CLASP
The Centre for Linguistic Theory and Studies in Probability

What is it? Disambiguating the different readings of the pronoun 'it'

Machine translation of pronouns is problematic for different reasons. Languages differ in their pronoun systems, creating mismatches in features like gender, number, case, formality, animacy and overtness. Another reason is functional ambiguity. Some pronouns have the same surface form but different functions. In this talk, I will address the problem of predicting one of three functions of the English pronoun ‘it’: anaphoric (e.g., ‘The party ended late. It was fun.’), event reference (e.g., ‘He can’t speak Finnish. It annoys me.’) and pleonastic (e.g., ‘It’s been raining all day.’).

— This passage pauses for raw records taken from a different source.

//! Errors surfaced by the binding surface

use crate::ffi::{CallError, LoadError, MarshalError};
use enry_config::ConfigError;
use std::fmt;
use thiserror::Error;

/// Result alias for binding-surface operations
pub type BridgeResult<T> = Result<T, BridgeError>;

/// Any failure of a bound operation or of building the binding surface
#[derive(Error, Debug)]
pub enum BridgeError {
    /// A call failed to encode, invoke or decode
    #[error(transparent)]
    Call(#[from] CallError),

    /// Library or symbol could not be resolved
    #[error(transparent)]
    Load(#[from] LoadError),

    /// An entry point resolved but could not be bound to its declared kinds
    #[error("Cannot bind {symbol}: {source}")]
    Binding {
        symbol: &'static str,
        #[source]
        source: CallError,
    },

    /// The operation's entry point was missing when the library was bound
    #[error("Entry point {symbol} is not linked")]
    Unlinked { symbol: &'static str },

    /// Configuration could not be loaded
    #[error(transparent)]
    Config(#[from] ConfigError),
}

/// Broad failure classes a caller can react to
#[derive(Debug, Clone, Copy, PartialEq, Eq, Hash)]
pub enum ErrorKind {
    /// Declared kinds disagree with what the adapter can call, or bad settings
    Configuration,
    /// A host value cannot be represented natively; nothing was called
    Encoding,
    /// Library missing, entry point unlinked, or malformed native output
    NativeBoundary,
}

impl fmt::Display for ErrorKind {
    fn fmt(&self, f: &mut fmt::Formatter<'_>) -> fmt::Result {
        f.write_str(match self {
            ErrorKind::Configuration => "configuration",
            ErrorKind::Encoding => "encoding",
            ErrorKind::NativeBoundary => "native boundary",
        })
    }
}

impl BridgeError {
    pub fn kind(&self) -> ErrorKind {
        match self {
            BridgeError::Call(err) | BridgeError::Binding { source: err, .. } => call_kind(err),
            BridgeError::Load(_) | BridgeError::Unlinked { .. } => ErrorKind::NativeBoundary,
            BridgeError::Config(_) => ErrorKind::Configuration,
        }
    }

    /// Whether the native function was never reached because of the host input
    pub fn is_encoding(&self) -> bool {
        self.kind() == ErrorKind::Encoding
    }
}

impl From<MarshalError> for BridgeError {
    fn from(err: MarshalError) -> Self {
        BridgeError::Call(err.into())
    }
}

fn call_kind(err: &CallError) -> ErrorKind {
    match err {
        CallError::Marshal(inner) if inner.is_encoding() => ErrorKind::Encoding,
        CallError::Marshal(MarshalError::TypeMismatch { .. }) => ErrorKind::Configuration,
        CallError::Marshal(_) | CallError::NullEntryPoint(_) => ErrorKind::NativeBoundary,
        CallError::ArityMismatch { .. }
        | CallError::UnsupportedSignature { .. }
        | CallError::UnexpectedReturn { .. } => ErrorKind::Configuration,
    }
}

#[cfg(test)]
mod tests {
    use super::*;
    use crate::ffi::{InputKind, OutputKind};
    use rstest::rstest;

    #[rstest]
    #[case(MarshalError::NotUtf8 { lossy: "a\u{FFFD}.py".into() }.into(), ErrorKind::Encoding)]
    #[case(
        MarshalError::TypeMismatch { expected: InputKind::Text, got: InputKind::Bytes }.into(),
        ErrorKind::Configuration
    )]
    #[case(MarshalError::NullElement { index: 2 }.into(), ErrorKind::NativeBoundary)]
    #[case(BridgeError::Unlinked { symbol: "IsTest" }, ErrorKind::NativeBoundary)]
    #[case(
        LoadError::LibraryNotFound("enry".into()).into(),
        ErrorKind::NativeBoundary
    )]
    #[case(
        CallError::UnexpectedReturn { expected: OutputKind::Text, got: OutputKind::Bool }.into(),
        ErrorKind::Configuration
    )]
    #[case(
        ConfigError::InvalidValue { field: "library.name".into(), reason: "empty".into() }.into(),
        ErrorKind::Configuration
    )]
    fn test_error_kinds(#[case] err: BridgeError, #[case] expected: ErrorKind) {
        assert_eq!(err.kind(), expected);
    }

    #[test]
    fn test_binding_error_takes_kind_of_cause() {
        let unsupported = BridgeError::Binding {
            symbol: "GetLanguage",
            source: CallError::UnsupportedSignature {
                symbol: "GetLanguage".into(),
                signature: "(bytes,text)->text".into(),
            },
        };
        assert_eq!(unsupported.kind(), ErrorKind::Configuration);

        let null = BridgeError::Binding {
            symbol: "IsImage",
            source: CallError::NullEntryPoint("IsImage".into()),
        };
        assert_eq!(null.kind(), ErrorKind::NativeBoundary);
    }

    #[test]
    fn test_messages() {
        let err = BridgeError::Unlinked { symbol: "GetColor" };
        assert_eq!(err.to_string(), "Entry point GetColor is not linked");

        let err: BridgeError = LoadError::LibraryNotFound("enry".into()).into();
        assert_eq!(err.to_string(), "Library not found: enry");
    }
}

I will present experiments using a maximum entropy classifier (MaxEnt) trained on gold-standard data and self-training experiments with a recurrent neural network classifier (RNN) trained on silver standard data, annotated using the MaxEnt classifier. I will show an analysis demonstrating that these models, rather than one being better than the other, have different strengths. I will also present an example of the integration of source pronoun function into an n-gram language model used for target pronoun translation prediction.

The it-disambiguation task is valuable for MT but also for the field of coreference resolution. Standard coreference resolution systems focus on identifying nominal-referential instances, de facto grouping together and discarding the event and pleonastic categories. Linguistically, however, event instances are also referential. I will finish the talk by brainstorming some ideas about how to integrate my work into this field.